Honestly, I get where you are coming from. It’s like trying to balance two things that feel opposite sometimes, right? Here’s what worked for me : be really clear about why something isn’t okay. Kids need to understand the reason, not just hear “because I said so.” When my daughter was going through her rebellious phase, I started explaining the actual consequences of her actions instead of just punishing her. Like, instead of grounding her for coming home late, I’d talk about why I was worried and what could happen. She responded way better to that than just strict rules.

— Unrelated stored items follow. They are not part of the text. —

// ---------------------------------------------------------------------------
// Native dispatch
// ---------------------------------------------------------------------------

/// Run a native function whose frame is already built at `base`. Simple
/// natives compute values and return through the normal machinery;
/// pcall/xpcall/error manipulate frames directly.
fn dispatch_native(
    vm: &mut Vm,
    st: &mut State,
    id: NativeId,
    base: u32,
) -> Result<Option<Vec<TValue>>, TValue> {
    let co = vm.main_co;
    let hdr = FrameHeader::new(base);
    let nargs = hdr.num_varargs(co);
    let va = hdr.varargs_start(co);

    match id {
        NativeId::Error => {
            let err = if nargs == 0 {
                TValue::nil()
            } else {
                slot_read(co, va)
            };
            Err(err)
        }

        NativeId::Pcall => {
            if nargs == 0 {
                // Not protected by this pcall itself.
                return Err(make_error(vm, "bad argument #1 to 'pcall' (value expected)"));
            }
            slot_write(co, base, TValue::boolean(false));
            let call_start = base + 1;
            slot_write(co, call_start, slot_read(co, va));
            let fwd = nargs - 1;
            unsafe {
                std::ptr::copy(
                    slot_ptr(co, va + 1),
                    slot_ptr(co, call_start + FRAME_HEADER_SLOTS),
                    fwd as usize,
                );
            }
            match enter_call(
                vm,
                st,
                call_start,
                fwd,
                RetCont::PcallSuccess,
                base as u64,
                0,
                false,
                None,
            ) {
                Ok(done) => Ok(done),
                Err(e) => {
                    // Errors raised while even entering the callee are
                    // protected by this pcall.
                    slot_write(co, base, TValue::boolean(false));
                    slot_write(co, base + 1, e);
                    st.base = base;
                    perform_return(vm, st, base, 2)
                }
            }
        }

        NativeId::Xpcall => {
            if nargs < 2 {
                return Err(make_error(
                    vm,
                    "bad argument #2 to 'xpcall' (value expected)",
                ));
            }
            slot_write(co, base, TValue::boolean(true));
            let call_start = base + 1;
            slot_write(co, call_start, slot_read(co, va));
            match enter_call(
                vm,
                st,
                call_start,
                0,
                RetCont::XpcallSuccess,
                base as u64,
                0,
                false,
                None,
            ) {
                Ok(done) => Ok(done),
                Err(e) => {
                    // The callee was not callable (or the stack is gone).
                    // The error is still protected: run the handler if it
                    // is a function, via a dummy success frame so the
                    // error-return walk can find this xpcall.
                    let handler = slot_read(co, va + 1);
                    if as_function(&vm.arena, handler).is_some() {
                        let dummy_base = base + 1 + FRAME_HEADER_SLOTS;
                        let dummy = FrameHeader::new(dummy_base);
                        dummy.set_func(co, hdr.func(co));
                        dummy.set_caller_base(co, base as u64);
                        dummy.set_return(co, RetCont::XpcallSuccess, 0);
                        dummy.set_num_varargs(co, 0);
                        let h_slot = dummy_base;
                        slot_write(co, h_slot, handler);
                        slot_write(co, h_slot + FRAME_HEADER_SLOTS, e);
                        let saved_base = st.base;
                        st.base = dummy_base;
                        let r = enter_call(
                            vm,
                            st,
                            h_slot,
                            1,
                            RetCont::ErrorReturn,
                            dummy_base as u64,
                            0,
                            false,
                            None,
                        );
                        match r {
                            Ok(done) => Ok(done),
                            Err(_) => {
                                st.base = saved_base;
                                slot_write(co, base, TValue::boolean(false));
                                slot_write(
                                    co,
                                    base + 1,
                                    make_error(vm, "error in error handling"),
                                );
                                st.base = base;
                                perform_return(vm, st, base, 2)
                            }
                        }
                    } else {
                        slot_write(co, base, TValue::boolean(false));
                        slot_write(co, base + 1, make_error(vm, "error in error handling"));
                        st.base = base;
                        perform_return(vm, st, base, 2)
                    }
                }
            }
        }

        _ => {
            let args: Vec<TValue> = (0..nargs).map(|i| slot_read(co, va + i)).collect();
            let rets = intrinsics::invoke_simple(vm, id, &args)?;
            for (i, &r) in rets.iter().enumerate() {
                slot_write(co, base + i as u32, r);
            }
            st.base = base;
            perform_return(vm, st, base, rets.len() as u32)
        }
    }
}

// ---------------------------------------------------------------------------
// Inline cache plumbing
// ---------------------------------------------------------------------------

fn cached_get_by_id(
    vm: &mut Vm,
    st: &State,
    ic_idx: u16,
    obj: *mut TableObject,
    key: StringRef,
) -> GetByIdIcInfo {
    let hc = unsafe { (*obj).header.hidden_class };
    if let IcSite::GetById(info) = vm.code.block(st.cb).ic_sites[ic_idx as usize] {
        if info.hidden_class == hc && info.key == key.raw() {
            return refresh_dict_mt(vm, info);
        }
    }
    let info = prepare_get_by_id(&vm.arena, obj, key);
    if !matches!(
        info.kind,
        GetByIdIcKind::MustBeNilButUncacheable | GetByIdIcKind::UncacheableDictionary
    ) {
        vm.code.block_mut(st.cb).ic_sites[ic_idx as usize] = IcSite::GetById(info);
    }
    info
}
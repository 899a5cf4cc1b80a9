/// Bytecode Instruction Set - Variable-Width, Byte-Aligned
///
/// INSTRUCTION FORMAT:
///
///   | OP: 8 | operands... |
///
/// Operands are packed little-endian with no padding. A "slot" operand
/// is a 32-bit signed integer: non-negative values index a frame local,
/// negative values index the constant table (-1 is the first constant,
/// -2 the second, ...). Branch operands are 32-bit signed byte deltas
/// relative to the START of the branching instruction.
///
/// CALL CONVENTION: a call site reserves the stack-frame-header gap
/// between the callee slot and the arguments, i.e. for `Call base` the
/// callee sits at R[base] and the arguments at R[base+4..]. The frame
/// header is built in the gap, so a non-relocating call never copies an
/// argument.
///
/// SELF-MODIFICATION: `IterValidate` patches the opcode byte of the
/// iterator-call instruction it targets (IterCall <-> IterNext), which
/// is why CodeBlocks own a mutable bytecode buffer. The two iterator
/// call forms share one operand layout by construction.

use crate::errors::LoadError;

#[derive(Debug, Clone, Copy, PartialEq, Eq, Hash)]
#[repr(u8)]
pub enum Op {
    Nop = 0,

    // ── Moves and constants ──────────────────────────────────────────────────
    Mov = 1,        // dst s, src s          R[dst] = slot(src)
    KShort = 2,     // dst s, val i16        R[dst] = int32(val)
    FillNil = 3,    // base s, count u16     R[base..base+count] = nil

    // ── Upvalues ─────────────────────────────────────────────────────────────
    UvGet = 4,      // dst s, idx u16
    UvPut = 5,      // idx u16, src s
    UvClose = 6,    // base s, jump j        close upvalues >= base, jump

    // ── Globals ──────────────────────────────────────────────────────────────
    GGet = 7,       // dst s, key s, ic u16
    GPut = 8,       // key s, src s, ic u16

    // ── Tables ───────────────────────────────────────────────────────────────
    TNew = 9,       // dst s, inline u8, array_hint u16
    TDup = 10,      // dst s, template s
    TGetById = 11,  // dst s, base s, key s, ic u16
    TPutById = 12,  // base s, key s, src s, ic u16
    TGetByVal = 13, // dst s, base s, key s, ic u16
    TPutByVal = 14, // base s, key s, src s, ic u16
    TGetByInt = 15, // dst s, base s, idx i16, ic u16
    TPutByInt = 16, // base s, idx i16, src s, ic u16
    TPutSeq = 17,   // table s, start s      staged variadic rets into array

    // ── Closures and calls ───────────────────────────────────────────────────
    NewClosure = 18, // dst s, proto s
    Call = 19,       // base s, nargs u16, nrets i16 (-1 = keep variadic)
    CallM = 20,      // base s, nargs u16, nrets i16; appends staged varrets
    TailCall = 21,   // base s, nargs u16
    TailCallM = 22,  // base s, nargs u16
    Ret = 23,        // base s, nrets u16
    RetM = 24,       // base s, nfixed u16; appends staged varrets
    Ret0 = 25,       //

    // ── Variadics ────────────────────────────────────────────────────────────
    VarArgsToRegs = 26,   // base s, count u16
    VarArgsToVarRet = 27, //

    // ── Iterator protocol ────────────────────────────────────────────────────
    IterValidate = 28,   // base s, jump j; patches the op at the target
    IterCall = 29,       // base s, nrets u16
    IterNext = 30,       // base s, nrets u16 (same layout as IterCall)
    IterLoopBranch = 31, // ctrl s, jump j

    // ── Arithmetic ───────────────────────────────────────────────────────────
    Add = 32,  // dst s, lhs s, rhs s
    Sub = 33,
    Mul = 34,
    Div = 35,
    Mod = 36,
    Pow = 37,
    Concat = 38,     // dst s, base s, count u16
    UnaryMinus = 39, // dst s, src s
    IsFalsy = 40,    // dst s, src s
    Length = 41,     // dst s, src s

    // ── Compare-and-branch (six variants; NLT/NLE differ from LE/LT on NaN) ──
    IsEq = 42,  // lhs s, rhs s, jump j
    IsNeq = 43,
    IsLt = 44,
    IsNLt = 45,
    IsLe = 46,
    IsNLe = 47,

    // ── Branches and loops ───────────────────────────────────────────────────
    BranchIfTruthy = 48,     // src s, jump j
    BranchIfFalsy = 49,      // src s, jump j
    CopyBranchIfTruthy = 50, // dst s, src s, jump j
    CopyBranchIfFalsy = 51,  // dst s, src s, jump j
    Jump = 52,               // jump j
    ForLoopInit = 53,        // base s, jump j
    ForLoopStep = 54,        // base s, jump j
}

pub const NUM_OPS: u8 = 55;

impl Op {
    #[inline(always)]
    pub fn from_u8(b: u8) -> Op {
        debug_assert!(b < NUM_OPS);
        unsafe { std::mem::transmute(b) }
    }

    /// Total instruction length in bytes, opcode included.
    pub fn len(self) -> usize {
        use Op::*;
        1 + match self {
            Nop | Ret0 | VarArgsToVarRet => 0,
            KShort | FillNil | UvGet | UvPut | TailCall | TailCallM | Ret | RetM
            | VarArgsToRegs | IterCall | IterNext => 6,
            Mov | UvClose | TDup | TPutSeq | NewClosure | UnaryMinus | IsFalsy | Length
            | BranchIfTruthy | BranchIfFalsy | IterValidate | IterLoopBranch | ForLoopInit
            | ForLoopStep => 8,
            TNew => 7,
            GGet | GPut | Concat => 10,
            Call | CallM => 8,
            TGetById | TPutById | TGetByVal | TPutByVal => 14,
            TGetByInt | TPutByInt => 12,
            Add | Sub | Mul | Div | Mod | Pow | IsEq | IsNeq | IsLt | IsNLt | IsLe | IsNLe
            | CopyBranchIfTruthy | CopyBranchIfFalsy => 12,
            Jump => 4,
        }
    }
}

// ── Raw operand readers (interpreter side) ───────────────────────────────────

#[inline(always)]
pub unsafe fn read_u8(p: *const u8, off: usize) -> u8 {
    p.add(off).read()
}

#[inline(always)]
pub unsafe fn read_u16(p: *const u8, off: usize) -> u16 {
    u16::from_le_bytes([p.add(off).read(), p.add(off + 1).read()])
}

#[inline(always)]
pub unsafe fn read_i16(p: *const u8, off: usize) -> i16 {
    read_u16(p, off) as i16
}
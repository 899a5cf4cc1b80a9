/// Call protocol faithfulness.
///
/// These tests verify:
///   • Fixed-arity callees see exactly min(n, k) caller args, nil padding
///     for missing params, and surplus silently discarded
///   • Variadic callees see the surplus in their variadic region
///   • Variadic-return forwarding (CallM) appends staged results
///   • Caller locals are byte-identical across a call
///   • Self tail calls run in O(1) stack (a million iterations on a tiny
///     stack)
use rand::rngs::StdRng;
use rand::{Rng, SeedableRng};

use lunar::bytecode::{BytecodeBuilder, Op};
use lunar::codeblock::{function_new, Executable, UnlinkedCodeBlock};
use lunar::tvalue::TValue;
use lunar::Vm;

fn add_ucb(vm: &mut Vm, fixed: u32, varargs: bool, frame: u32, b: BytecodeBuilder, constants: Vec<u64>) -> u32 {
    let (code, ics) = b.finish();
    vm.code.add_unlinked(UnlinkedCodeBlock::new(
        fixed,
        varargs,
        frame,
        vec![],
        constants,
        vec![],
        code,
        ics,
        None,
    ))
}

fn base_constants(vm: &Vm, extra: &[&str]) -> Vec<u64> {
    let mut c = vec![
        TValue::nil().raw(),
        TValue::boolean(false).raw(),
        TValue::boolean(true).raw(),
    ];
    for s in extra {
        c.push(vm.make_string_value(s).raw());
    }
    c
}

fn make_function(vm: &mut Vm, ucb: u32) -> TValue {
    let cb = vm.code_block_for(ucb, vm.global_object);
    let f = function_new(&vm.arena, Executable::Code(cb), &[]);
    TValue::pointer(&vm.arena, f as usize)
}

/// Callee with k fixed params returning them all.
fn fixed_callee(vm: &mut Vm, k: u32) -> TValue {
    let mut b = BytecodeBuilder::new();
    b.ret(0, k as u16);
    let ucb = add_ucb(vm, k, false, k + 2, b, base_constants(vm, &[]));
    make_function(vm, ucb)
}

/// Variadic callee with k fixed params returning params then varargs.
fn variadic_callee(vm: &mut Vm, k: u32) -> TValue {
    let mut b = BytecodeBuilder::new();
    b.varargs_to_varret();
    b.ret_m(0, k as u16);
    let ucb = add_ucb(vm, k, true, k + 2, b, base_constants(vm, &[]));
    make_function(vm, ucb)
}

#[test]
fn test_call_frame_faithfulness_randomized() {
    let mut vm = Vm::new().unwrap();
    let mut rng = StdRng::seed_from_u64(0xca11);
    let mut cases: Vec<(u32, u32, bool)> = vec![
        (0, 0, false),
        (0, 0, true),
        (0, 5, false),
        (5, 0, false),
        (5, 0, true),
        (30, 49, true),
        (30, 2, true),
        (30, 2, false),
    ];
    for _ in 0..60 {
        cases.push((rng.gen_range(0..=30), rng.gen_range(0..50), rng.gen_bool(0.5)));
    }

    for (n, k, variadic) in cases {
        let f = if variadic {
            variadic_callee(&mut vm, k)
        } else {
            fixed_callee(&mut vm, k)
        };
        let args: Vec<TValue> = (0..n).map(|i| TValue::int32(1000 + i as i32)).collect();
        let rets = vm.call(f, &args).unwrap();

        let surplus = if variadic { n.saturating_sub(k) } else { 0 };
        assert_eq!(
            rets.len(),
            (k + surplus) as usize,
            "n={} k={} variadic={}",
            n,
            k,
            variadic
        );
        for i in 0..k {
            let expect = if i < n {
                TValue::int32(1000 + i as i32)
            } else {
                TValue::nil()
            };
            assert_eq!(rets[i as usize], expect, "param {} (n={} k={})", i, n, k);
        }
        for i in 0..surplus {
            assert_eq!(
                rets[(k + i) as usize],
                TValue::int32(1000 + (k + i) as i32),
                "vararg {} (n={} k={})",
                i,
                n,
                k
            );
        }
    }
}

#[test]
fn test_caller_locals_survive_calls() {
    let mut vm = Vm::new().unwrap();
    for &(n, k, variadic) in &[(0u32, 3u32, false), (3, 3, false), (8, 2, true), (6, 0, true), (2, 7, false)] {
        let callee = if variadic {
            variadic_callee(&mut vm, k)
        } else {
            fixed_callee(&mut vm, k)
        };
        vm.set_global("callee", callee);

        // Caller: marker locals 0..9, call at base 12, return the markers.
        let mut b = BytecodeBuilder::new();
        for i in 0..10 {
            b.kshort(i, (100 + i) as i16);
        }
        b.gget(12, -4); // "callee"
        for i in 0..n {
            b.kshort(16 + i as i32, (1000 + i) as i16);
        }
        b.call(12, n as u16, 0);
        b.ret(0, 10);
        let consts = base_constants(&vm, &["callee"]);
        let ucb = add_ucb(&mut vm, 0, false, 20 + n, b, consts);
        let caller = make_function(&mut vm, ucb);

        let rets = vm.call(caller, &[]).unwrap();
        assert_eq!(rets.len(), 10);
        for i in 0..10 {
            assert_eq!(
                rets[i],
                TValue::int32(100 + i as i32),
                "caller local {} scribbled (n={} k={} variadic={})",
                i,
                n,
                k,
                variadic
            );
        }
    }
}

#[test]
fn test_variadic_return_forwarding() {
    let mut vm = Vm::new().unwrap();
    // Producer returns (7, 8, 9).
    let mut b = BytecodeBuilder::new();
    b.kshort(0, 7);
    b.kshort(1, 8);
    b.kshort(2, 9);
    b.ret(0, 3);
    let prod_consts = base_constants(&vm, &[]);
    let prod_ucb = add_ucb(&mut vm, 0, false, 4, b, prod_consts);
    let prod = make_function(&mut vm, prod_ucb);
    vm.set_global("prod", prod);

    let sink = variadic_callee(&mut vm, 1);
    vm.set_global("sink", sink);

    // Caller: rets = sink(42, prod()) -> returns them.
    let mut b = BytecodeBuilder::new();
    b.gget(0, -5); // "prod"
    b.gget(4, -4); // "sink"
    b.kshort(8, 42);
    // Call prod with all results kept as variadic rets; note the call
    // base sits above sink's fixed arg.
    b.gget(9, -5);
    b.call(9, 0, -1);
    b.call_m(4, 1, -1);
    // Forward sink's variadic results as our own returns.
    b.ret_m(0, 0);
    let consts = base_constants(&vm, &["sink", "prod"]);
    let ucb = add_ucb(&mut vm, 0, false, 24, b, consts);
    let caller = make_function(&mut vm, ucb);

    let rets = vm.call(caller, &[]).unwrap();
    // sink(42, 7, 8, 9): fixed param 42, varargs (7, 8, 9).
    assert_eq!(
        rets,
        vec![
            TValue::int32(42),
            TValue::int32(7),
            TValue::int32(8),
            TValue::int32(9)
        ]
    );
}

#[test]
fn test_tail_call_stack_is_constant() {
    // A 256-slot stack survives a million self tail calls only if each
    // call reuses the frame.
    let mut vm = Vm::with_stack_slots(256).unwrap();

    let mut b = BytecodeBuilder::new();
    b.kshort(1, 0);
    let done = b.compare(Op::IsEq, 0, 1);
    b.gget(4, -4); // "loopf"
    b.kshort(2, 1);
    b.arith(Op::Sub, 8, 0, 2);
    b.tail_call(4, 1);
    let exit = b.here();
    b.kshort(3, 42);
    b.ret(3, 1);
    b.patch_jump(done, exit);
    let consts = base_constants(&vm, &["loopf"]);
    let ucb = add_ucb(&mut vm, 1, false, 12, b, consts);
    let f = make_function(&mut vm, ucb);
    vm.set_global("loopf", f);

    let rets = vm.call(f, &[TValue::double(1_000_000.0)]).unwrap();
    assert_eq!(rets, vec![TValue::int32(42)]);
}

So from a developmental psychology standpoint, you are actually dealing with the attachment-discipline paradox. Research shows that authoritative parenting produces the best outcomes. What you want is high warmth + high structure. Set clear boundaries but explain the reasoning. Use natural consequences when possible rather than punishments. For example, if they don’t do homework, they face the school consequences rather than you creating additional ones. This teaches real-world cause and effect while keeping you as the supportive figure rather than the adversary.
lol good luck with that. kids these days don’t listen anyway. but seriously, consistency is everything. you can’t be their friend one day and then come down hard the next. They need to know what to expect. i’m not saying be a robot, but if the rule is no screens after 8pm, stick to it every night. When you start making exceptions, that’s when trust gets weird because they don’t know what version of you they are getting.
Here’s something that changed things for me, I started involving my kids in making the rules. Sounds weird, but hear me out. We sat down together and talked about what fair consequences should be for different situations. When they had input, they were way more likely to accept the discipline when it happened because they helped decide it was fair. Plus it taught them about accountability. They couldn’t really complain when they literally agreed to the consequence beforehand, you know?
Yeah I feel you on this one. The thing is, discipline doesn’t have to mean punishment all the time. Sometimes it’s just about redirecting behavior. My son used to throw toys when he got frustrated, and instead of just taking the toys away every time, I taught him other ways to handle frustration. Took longer, sure, but now he actually has better coping skills instead of just being scared of getting in trouble. The trust stays intact because you’re helping them grow, not just controlling them.
One simple thing you should learn and that is, apologize when you mess up. Parents act like admitting mistakes makes them look weak, but it actually does the opposite. My kid respects me way more now that I own it when I overreact. Last month I totally lost it over something small, and after I calmed down, I went to his room and said “hey, that wasn’t fair, I was stressed about work and took it out on you, I’m sorry.” The look on his , face… like he couldn’t believe I was being real with him. But that’s how you build trust, by showing you’re human too.
Keep it simple. Three things: be consistent, follow through on what you say, and don’t discipline when you are angry. That last one is hard but super important. If you are mad, tell them you need time to think about an appropriate consequence and you’ll talk later. This keeps you from saying stuff you don’t mean. Plus it models self-regulation, which is what you want them to learn anyway, right?
okay so this might sound different but whatever. Focus on the relationship more than the rules. like yeah you need boundaries, but if your relationship is strong, discipline becomes easier because they actually care about disappointing you. i’m not saying guilt trip them or anything toxic like that. i mean build real connection, spend time together, listen when they talk about random stuff, show interest in their world. When they know you genuinely care about them as people, they are more receptive when you need to correct behavior.
I think the key thing everyone’s dancing around here is that discipline should teach, not just punish. Ask yourself , what do I want them to learn from this situation? Then make the consequence match that lesson. If they broke something because they were being careless, have them help fix it. That will teache them responsibility and the value of things… That way discipline becomes about growth instead of just making them suffer for messing up.